The public will soon have the opportunity to view in further detail a three dimensional model and artistic renderings of a $160 million development that will transform the southern shoreline and acreage east of the Picton Harbour municipal boat launch.
Port Picton Homes are offering public sessions on of their phased project that shares the company namesake ‘Port Picton’
Entitled a Master Plan Community on Picton Harbour, the sessions include a presentation and question and answer period and will take place Jan. 24 at the Picton Town Hall and on Feb. 7 at the Prince Edward Community Centre.
Both sessions start at 7 p.m.
Port Picton Homes’ David Cleave admitted the project is ambitious but when compared to other Lake Ontario communities with harbours that are of similar size, the Port Picton project development was something that is long overdue.
“It’s an ambitious project and it’s a top loaded value at $160 million in today’s dollars but it’s being done in phases that are driven in sales,” Cleave told the Gazette. “Prince Edward County is certainly in need of housing from A to Z and Port Picton Homes been able to offer a number of options at all points in the housing spectrum.”
Port Picton Homes is the company behind the newer Pineridge and Curtis Street subdivisions as well as Macaulay Village and Rosemary Lane.
“Port Picton will move our harbour to where it should be,” Cleave said, pointing to communities such as Cobourg where water view condominiums have transformed a stagnant harbour front into a hub of activity. “This should be a game changer and we will start to see Gananoque, Kingston and Toronto Island type big boat traffic.The boats will start to coming here if we have the proper docking, accommodations and restaurants.”
The entire property which is about 24 acres in size and features 1,700 ft of water front will be, once completed, site of about 14 single family homes along the water’s edge, about two dozen semi-detached and town house as as well as many as six mid-rise, five story buildings which will bring about 280 or so dwellings to the heart of the property
Cleave said the town houses and and single dwellings will be freehold with a condominium common element in the network of laneways, parklands and parkettes.
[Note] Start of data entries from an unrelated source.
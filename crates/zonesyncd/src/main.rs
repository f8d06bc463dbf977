// # zonesyncd - one reconciliation pass
//
// This binary is a thin integration layer. All DNS logic lives in
// zonesync-core and the provider crates.
//
// The zonesyncd binary is responsible for:
// 1. Reading configuration from environment variables
// 2. Initializing logging and the runtime
// 3. Registering providers and building the configured one
// 4. Applying an optional changeset file
// 5. Printing the resulting record inventory as JSON on stdout
//
// ## Configuration
//
// All configuration is done via environment variables:
//
// ### Provider
// - `ZONESYNC_PROVIDER_TYPE`: Provider type (bluecat)
// - `ZONESYNC_SERVER`: Server host or base URL
// - `ZONESYNC_USERNAME` / `ZONESYNC_PASSWORD`: API credentials
// - `ZONESYNC_INSECURE_TLS`: Skip certificate verification (default false)
// - `ZONESYNC_DRY_RUN`: Log changes without sending them (default false)
// - `ZONESYNC_CONFIGURATION` / `ZONESYNC_VIEW`: Zone listing scope (optional)
//
// ### Zone filter
// - `ZONESYNC_DOMAIN_FILTER`: Comma-separated domain suffixes
// - `ZONESYNC_ZONE_ID_FILTER`: Comma-separated zone ids
// - `ZONESYNC_ZONE_TYPE`: Zone type as the backend reports it (e.g. public, private)
//
// ### Run
// - `ZONESYNC_CHANGES_FILE`: JSON changeset to apply before listing (optional)
// - `ZONESYNC_LOG_LEVEL`: trace, debug, info, warn, error
//
// ## Example
//
// ```bash
// export ZONESYNC_SERVER=bam.example.net
// export ZONESYNC_USERNAME=api
// export ZONESYNC_PASSWORD=secret
// export ZONESYNC_DOMAIN_FILTER=example.com
// export ZONESYNC_CHANGES_FILE=/etc/zonesync/changes.json
// export ZONESYNC_DRY_RUN=true
//
// zonesyncd > records.json
// ```

use anyhow::{Context, Result};
use std::env;
use std::fmt;
use std::path::{Path, PathBuf};
use std::process::ExitCode;
use tokio_util::sync::CancellationToken;
use tracing::{Level, error, info, warn};
use tracing_subscriber::FmtSubscriber;
use zonesync_core::{BlueCatConfig, Changeset, ProviderConfig, ProviderRegistry, ZoneFilterConfig};

#[cfg(unix)]
use tokio::signal::unix::{SignalKind, signal};

/// Exit codes for different termination scenarios
///
/// - 0: Pass completed
/// - 1: Configuration, startup or authentication error
/// - 2: Runtime error (including an interrupted pass)
#[derive(Debug, Clone, Copy, PartialEq, Eq)]
enum ZonesyncExitCode {
    /// Pass completed
    Success = 0,
    /// Configuration error or startup failure
    ConfigError = 1,
    /// Runtime error (unexpected failure)
    RuntimeError = 2,
}

impl From<ZonesyncExitCode> for ExitCode {
    fn from(code: ZonesyncExitCode) -> Self {
        ExitCode::from(code as u8)
    }
}

impl ZonesyncExitCode {
    /// Classify a failed pass
    fn for_error(err: &anyhow::Error) -> Self {
        match err.downcast_ref::<zonesync_core::Error>() {
            Some(zonesync_core::Error::Authentication(_) | zonesync_core::Error::Config(_)) => {
                ZonesyncExitCode::ConfigError
            }
            _ => ZonesyncExitCode::RuntimeError,
        }
    }
}

/// Application configuration
struct Config {
    provider_type: String,
    server: String,
    username: String,
    password: String,
    insecure_tls: bool,
    dry_run: bool,
    configuration: Option<String>,
    view: Option<String>,
    domain_filter: Vec<String>,
    zone_id_filter: Vec<String>,
    zone_type: Option<String>,
    changes_file: Option<PathBuf>,
    log_level: String,
}

// Custom Debug implementation that hides the password
impl fmt::Debug for Config {
    fn fmt(&self, f: &mut fmt::Formatter<'_>) -> fmt::Result {
        f.debug_struct("Config")
            .field("provider_type", &self.provider_type)
            .field("server", &self.server)
            .field("username", &self.username)
            .field("password", &"<REDACTED>")
            .field("insecure_tls", &self.insecure_tls)
            .field("dry_run", &self.dry_run)
            .field("configuration", &self.configuration)
            .field("view", &self.view)
            .field("domain_filter", &self.domain_filter)
            .field("zone_id_filter", &self.zone_id_filter)
            .field("zone_type", &self.zone_type)
            .field("changes_file", &self.changes_file)
            .field("log_level", &self.log_level)
            .finish()
    }
}

impl Config {
    /// Load configuration from environment variables
    fn from_env() -> Result<Self> {
        Self::from_lookup(|key| env::var(key).ok())
    }

    /// Load configuration through an arbitrary variable lookup
    fn from_lookup(lookup: impl Fn(&str) -> Option<String>) -> Result<Self> {
        let non_empty = |key: &str| lookup(key).filter(|v| !v.trim().is_empty());
        let flag = |key: &str| -> Result<bool> {
            match non_empty(key) {
                Some(value) => parse_bool(key, &value),
                None => Ok(false),
            }
        };

        Ok(Self {
            provider_type: non_empty("ZONESYNC_PROVIDER_TYPE")
                .unwrap_or_else(|| "bluecat".to_string()),
            server: lookup("ZONESYNC_SERVER").unwrap_or_default(),
            username: lookup("ZONESYNC_USERNAME").unwrap_or_default(),
            password: lookup("ZONESYNC_PASSWORD").unwrap_or_default(),
            insecure_tls: flag("ZONESYNC_INSECURE_TLS")?,
            dry_run: flag("ZONESYNC_DRY_RUN")?,
            configuration: non_empty("ZONESYNC_CONFIGURATION"),
            view: non_empty("ZONESYNC_VIEW"),
            domain_filter: split_list(lookup("ZONESYNC_DOMAIN_FILTER")),
            zone_id_filter: split_list(lookup("ZONESYNC_ZONE_ID_FILTER")),
            zone_type: non_empty("ZONESYNC_ZONE_TYPE"),
            changes_file: non_empty("ZONESYNC_CHANGES_FILE").map(PathBuf::from),
            log_level: non_empty("ZONESYNC_LOG_LEVEL").unwrap_or_else(|| "info".to_string()),
        })
    }

    /// Validate the configuration
    fn validate(&self) -> Result<()> {
        match self.provider_type.as_str() {
            "bluecat" => {}
            _ => anyhow::bail!(
                "ZONESYNC_PROVIDER_TYPE '{}' is not supported. \
                Supported providers: bluecat",
                self.provider_type
            ),
        }

        if self.server.trim().is_empty() {
            anyhow::bail!(
                "ZONESYNC_SERVER is required. \
                Set it via: export ZONESYNC_SERVER=bam.example.net"
            );
        }
        if self.username.is_empty() || self.password.is_empty() {
            anyhow::bail!("ZONESYNC_USERNAME and ZONESYNC_PASSWORD are required");
        }

        if let Some(path) = &self.changes_file {
            if !path.is_file() {
                anyhow::bail!("ZONESYNC_CHANGES_FILE does not exist: {}", path.display());
            }
        }

        if self.insecure_tls {
            eprintln!(
                "WARNING: ZONESYNC_INSECURE_TLS is set. \
                Server certificates will not be verified."
            );
        }

        parse_level(&self.log_level)?;
        self.provider_config().validate()?;
        Ok(())
    }

    /// Provider configuration handed to the registry
    fn provider_config(&self) -> ProviderConfig {
        ProviderConfig::BlueCat(BlueCatConfig {
            server: self.server.clone(),
            username: self.username.clone(),
            password: self.password.clone(),
            insecure_tls: self.insecure_tls,
            dry_run: self.dry_run,
            configuration: self.configuration.clone(),
            view: self.view.clone(),
            zone_filter: ZoneFilterConfig {
                domains: self.domain_filter.clone(),
                zone_ids: self.zone_id_filter.clone(),
                zone_type: self.zone_type.clone(),
            },
        })
    }
}

fn parse_bool(key: &str, value: &str) -> Result<bool> {
    match value.trim().to_lowercase().as_str() {
        "1" | "true" | "yes" | "on" => Ok(true),
        "0" | "false" | "no" | "off" => Ok(false),
        other => anyhow::bail!("{} must be a boolean (true/false). Got: {}", key, other),
    }
}

fn split_list(value: Option<String>) -> Vec<String> {
    value
        .unwrap_or_default()
        .split(',')
        .map(|s| s.trim().to_string())
        .filter(|s| !s.is_empty())
        .collect()
}

fn parse_level(level: &str) -> Result<Level> {
    match level.to_lowercase().as_str() {
        "trace" => Ok(Level::TRACE),
        "debug" => Ok(Level::DEBUG),
        "info" => Ok(Level::INFO),
        "warn" => Ok(Level::WARN),
        "error" => Ok(Level::ERROR),
        _ => anyhow::bail!(
            "ZONESYNC_LOG_LEVEL '{}' is not valid. \
            Valid levels: trace, debug, info, warn, error",
            level
        ),
    }
}

/// Read a JSON changeset from disk
fn load_changeset(path: &Path) -> Result<Changeset> {
    let contents = std::fs::read_to_string(path)
        .with_context(|| format!("Failed to read changeset {}", path.display()))?;
    let changes = serde_json::from_str(&contents)
        .with_context(|| format!("Invalid changeset {}", path.display()))?;
    Ok(changes)
}

fn main() -> ExitCode {
    // Load configuration from environment
    let config = match Config::from_env() {
        Ok(cfg) => cfg,
        Err(e) => {
            eprintln!("Configuration error: {}", e);
            return ZonesyncExitCode::ConfigError.into();
        }
    };

    // Validate configuration
    if let Err(e) = config.validate() {
        eprintln!("Configuration validation error: {}", e);
        return ZonesyncExitCode::ConfigError.into();
    }

    let log_level = parse_level(&config.log_level).unwrap_or(Level::INFO);
    let subscriber = FmtSubscriber::builder()
        .with_max_level(log_level)
        .with_writer(std::io::stderr)
        .finish();

    if let Err(e) = tracing::subscriber::set_global_default(subscriber) {
        eprintln!("Failed to set tracing subscriber: {}", e);
        return ZonesyncExitCode::ConfigError.into();
    }

    info!("Starting zonesyncd");

    let rt = match tokio::runtime::Builder::new_multi_thread()
        .enable_all()
        .build()
    {
        Ok(runtime) => runtime,
        Err(e) => {
            error!("Failed to create tokio runtime: {}", e);
            return ZonesyncExitCode::RuntimeError.into();
        }
    };

    let result = rt.block_on(async {
        let cancel = CancellationToken::new();
        tokio::spawn(cancel_on_shutdown_signal(cancel.clone()));

        match run(config, &cancel).await {
            Ok(()) => ZonesyncExitCode::Success,
            Err(e) => {
                error!("Reconciliation failed: {:#}", e);
                ZonesyncExitCode::for_error(&e)
            }
        }
    });

    result.into()
}
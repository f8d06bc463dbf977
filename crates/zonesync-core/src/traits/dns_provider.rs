// # DNS Provider Trait
//
// The capability surface the orchestrator consumes. Every backend adapter
// implements the same operations; the orchestrator never knows which backend
// it is talking to.
//
// ## Implementations
//
// - Generic zone-backed provider: [`crate::ZoneProvider`]
// - BlueCat Address Manager: `zonesync-provider-bluecat` crate
//
// ## Usage
//
// ```rust,ignore
// use zonesync_core::{DnsProvider, Endpoint, RecordType};
// use tokio_util::sync::CancellationToken;
//
// #[tokio::main]
// async fn main() -> anyhow::Result<()> {
//     let provider = /* DnsProvider implementation */;
//     let cancel = CancellationToken::new();
//
//     provider.create_records(&cancel, vec![
//         Endpoint::new("x.example.com", RecordType::A, ["1.2.3.4"])?,
//     ]).await?;
//
//     for endpoint in provider.records(&cancel).await? {
//         println!("{}", endpoint);
//     }
//     Ok(())
// }
// ```

use crate::endpoint::{Action, Changeset, Endpoint};
use crate::reconcile::ApplyReport;
use async_trait::async_trait;
use tokio_util::sync::CancellationToken;

/// Trait for DNS provider implementations
///
/// # Thread Safety
///
/// Implementations must be thread-safe and usable across async tasks.
///
/// # Cancellation
///
/// Every method takes the caller's [`CancellationToken`]. Once it fires, no
/// new backend call is started and the method returns
/// [`Error::Cancelled`](crate::Error::Cancelled). Mutations that already went
/// out stay applied.
///
/// # Failure Model
///
/// Providers do not retry. The first failing backend call ends the operation
/// and its error is returned; the orchestrator re-diffs on its next cycle.
#[async_trait]
pub trait DnsProvider: Send + Sync {
    /// List every managed record in the in-scope zones
    ///
    /// A failure reading any single zone fails the whole call; a partial
    /// inventory is never returned.
    async fn records(&self, cancel: &CancellationToken) -> Result<Vec<Endpoint>, crate::Error>;

    /// Apply an ordered changeset
    ///
    /// Every change is assigned to a zone before the first mutation is sent.
    /// In dry-run mode the changes are planned and logged but never sent.
    async fn apply_changes(
        &self,
        cancel: &CancellationToken,
        changes: Changeset,
    ) -> Result<ApplyReport, crate::Error>;

    /// Create the given records
    async fn create_records(
        &self,
        cancel: &CancellationToken,
        endpoints: Vec<Endpoint>,
    ) -> Result<ApplyReport, crate::Error> {
        self.apply_changes(cancel, Changeset::from_endpoints(Action::Create, endpoints))
            .await
    }

    /// Replace the given records with the new content
    async fn update_records(
        &self,
        cancel: &CancellationToken,
        endpoints: Vec<Endpoint>,
    ) -> Result<ApplyReport, crate::Error> {
        self.apply_changes(cancel, Changeset::from_endpoints(Action::Update, endpoints))
            .await
    }

    /// Delete the given records
    async fn delete_records(
        &self,
        cancel: &CancellationToken,
        endpoints: Vec<Endpoint>,
    ) -> Result<ApplyReport, crate::Error> {
        self.apply_changes(cancel, Changeset::from_endpoints(Action::Delete, endpoints))
            .await
    }

    /// Get the provider name (for logging/debugging)
    fn provider_name(&self) -> &'static str;
}

/// Helper trait for constructing DNS providers from configuration
///
/// Construction is async because providers may need to authenticate before
/// they are usable.
#[async_trait]
pub trait DnsProviderFactory: Send + Sync {
    /// Create a DnsProvider instance from configuration
    ///
    /// # Returns
    ///
    /// A boxed DnsProvider trait object, or the error that prevented the
    /// provider from being built (e.g. a failed login)
    async fn create(
        &self,
        config: &crate::config::ProviderConfig,
    ) -> Result<Box<dyn DnsProvider>, crate::Error>;
}
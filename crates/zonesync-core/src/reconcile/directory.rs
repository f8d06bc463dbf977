//! Zone directory
//!
//! Enumerates the backend's zones and keeps the ones the filter accepts.

use super::cancellable;
use crate::error::{Error, Result};
use crate::traits::ZoneBackend;
use crate::zone::{Zone, ZoneFilter};
use tokio_util::sync::CancellationToken;
use tracing::debug;

/// List the in-scope zones, sorted by identifier
///
/// The result is a snapshot for the current operation; callers do not cache
/// it across cycles.
///
/// # Errors
///
/// - `ZoneEnumeration` wrapping the backend error if the listing fails
/// - `Cancelled` if the token fires first
pub async fn list_zones<B>(
    backend: &B,
    filter: &ZoneFilter,
    cancel: &CancellationToken,
) -> Result<Vec<Zone>>
where
    B: ZoneBackend + ?Sized,
{
    let all = cancellable(cancel, backend.list_zones())
        .await
        .map_err(|e| match e {
            Error::Cancelled => e,
            other => Error::zone_enumeration(other),
        })?;

    let total = all.len();
    let mut zones: Vec<Zone> = all.into_iter().filter(|z| filter.matches(z)).collect();
    zones.sort_by(|a, b| a.id.cmp(&b.id));

    debug!(
        backend = backend.backend_name(),
        total,
        selected = zones.len(),
        "Listed zones"
    );
    Ok(zones)
}
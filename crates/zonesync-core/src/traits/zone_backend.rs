//! Zone backend trait
//!
//! [`ZoneBackend`] is the narrow seam between the generic reconciliation code
//! and a concrete DNS management API. It speaks in [`ZoneRecord`]s, the
//! backend-shaped view of a record (domain, type, TTL, answer list).

use crate::endpoint::{Endpoint, normalize_name};
use crate::zone::Zone;
use async_trait::async_trait;
use serde::{Deserialize, Serialize};
use std::collections::BTreeSet;

/// A record in the shape backend create/update/delete calls take
#[derive(Debug, Clone, PartialEq, Eq, Serialize, Deserialize)]
pub struct ZoneRecord {
    /// Zone the record lives in
    pub zone: String,
    /// Fully-qualified record name
    pub domain: String,
    /// Record type as the backend spells it
    pub record_type: String,
    /// TTL in seconds, if the backend reports one
    pub ttl: Option<u32>,
    /// Record answers (targets)
    pub answers: Vec<String>,
}

impl ZoneRecord {
    /// Whether two records carry the same content
    ///
    /// `default_ttl` stands in for a missing TTL on either side; answer order
    /// is ignored.
    pub fn same_content(&self, other: &ZoneRecord, default_ttl: u32) -> bool {
        normalize_name(&self.domain) == normalize_name(&other.domain)
            && self.record_type.eq_ignore_ascii_case(&other.record_type)
            && self.ttl.unwrap_or(default_ttl) == other.ttl.unwrap_or(default_ttl)
            && self.answers.iter().collect::<BTreeSet<_>>()
                == other.answers.iter().collect::<BTreeSet<_>>()
    }
}

impl From<(&Zone, &Endpoint)> for ZoneRecord {
    fn from((zone, endpoint): (&Zone, &Endpoint)) -> Self {
        Self {
            zone: zone.name.clone(),
            domain: endpoint.dns_name().to_string(),
            record_type: endpoint.record_type().as_str().to_string(),
            ttl: Some(endpoint.effective_ttl()),
            answers: endpoint.targets().to_vec(),
        }
    }
}

/// Trait for DNS management backends
///
/// Implementations perform exactly one remote call per method and do not
/// retry; cancellation and failure policy belong to the caller.
///
/// Errors should use the most specific [`crate::Error`] variant available:
/// in particular `AlreadyExists` when a create collides with an existing
/// record, which the applier resolves for idempotent creates.
#[async_trait]
pub trait ZoneBackend: Send + Sync {
    /// List every zone visible to this backend
    async fn list_zones(&self) -> Result<Vec<Zone>, crate::Error>;

    /// Fetch all records of one zone
    async fn zone_records(&self, zone: &Zone) -> Result<Vec<ZoneRecord>, crate::Error>;

    /// Create a record
    async fn create_record(&self, record: &ZoneRecord) -> Result<(), crate::Error>;

    /// Replace an existing record's TTL and answers
    async fn update_record(&self, record: &ZoneRecord) -> Result<(), crate::Error>;

    /// Delete the record identified by zone, domain and type
    async fn delete_record(
        &self,
        zone: &Zone,
        domain: &str,
        record_type: &str,
    ) -> Result<(), crate::Error>;

    /// Backend name (for logging/debugging)
    fn backend_name(&self) -> &'static str;
}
The main entrance will be stationed at Church st. With an additional entrance at the Claremont property which will serve as a community club house and be the epicentre of the project.
“The key is that this is not a gated or closed community,” Cleave explained. “The boardwalk at the waterfront will be open to the public as will be the parklands. We are inviting people to share this property as a community for many activities whether it’s walking or biking.”
The historic Claremont will serve as an epicentre for health and wellness concerns as well as spa services, a tennis court and pool, a pair of restaurants that include a pub and a mid-level eatery.
In terms of overnight accommodations, there will be series of cabins built adjacent to the property.
In addition to the housing and accommodations, a commercial entity will be placed at the cove near the municipal boat launch that Cleave predicts will be primarily convenience based but also feature cafe and market services as well as serve ancillary boating needs and will be tied to the publicly accessed board walk and parklands.
Port Picton homes hope to have a draft submission before the County of Prince Edward by the end of the month with approval by the municipality some time during the summer.
Ground breaking would commence this fall.
“It’s a lofty goal but we feel we have a great relationship with the municipality and have shown the discipline with regards to out other projects that we can meet those timelines,” he added.
The development would commence at the eastern portion of the acreage and move westerly.
All told, Cleave could see the development fully phased in within seven or eight years.
The property is heavily treed and Port Picton Homes have undertaken an arborist study and inventory of nearly 450 trees.
Cleave said there are over 100 dead standing or post mature trees ready to be removed and another 100 premature saplings that aren’t worthy of staying value.
“When you look at the laneway network, you can see we’ve had them sweep and move to avoid coming too close to many of the mature maple, black walnut and butternuts that are on the property,” Cleave added “We are very cognizant of the trees that are here and standing and that’s why a laneway works because we cut down on the width of the roadway and ensure we aren’t cutting into root to meet the width specifications.”
A family operation, David Cleave’s daughters Elyse and Kathryn have been involved in the early planning and are excited about the potential of Port Picton and what it means to Picton and Prince Edward County.
“The Picton Harbour area is a hidden jewel and people coming into Picton are not even aware this harbour area is even down here,” Kathryn Cleave said. “With the boardwalk and public parklands available, this will draw people off Main street and is really a no brainer.”
Elyse Cleave spoke about the want and need to develop the Picton Harbour.
“We’ve tried to capture and stay true to the multiple Picton Harbour studies and visioning exercises that have been undertaken. These boardwalks and parklands fit well into those studies,” she added.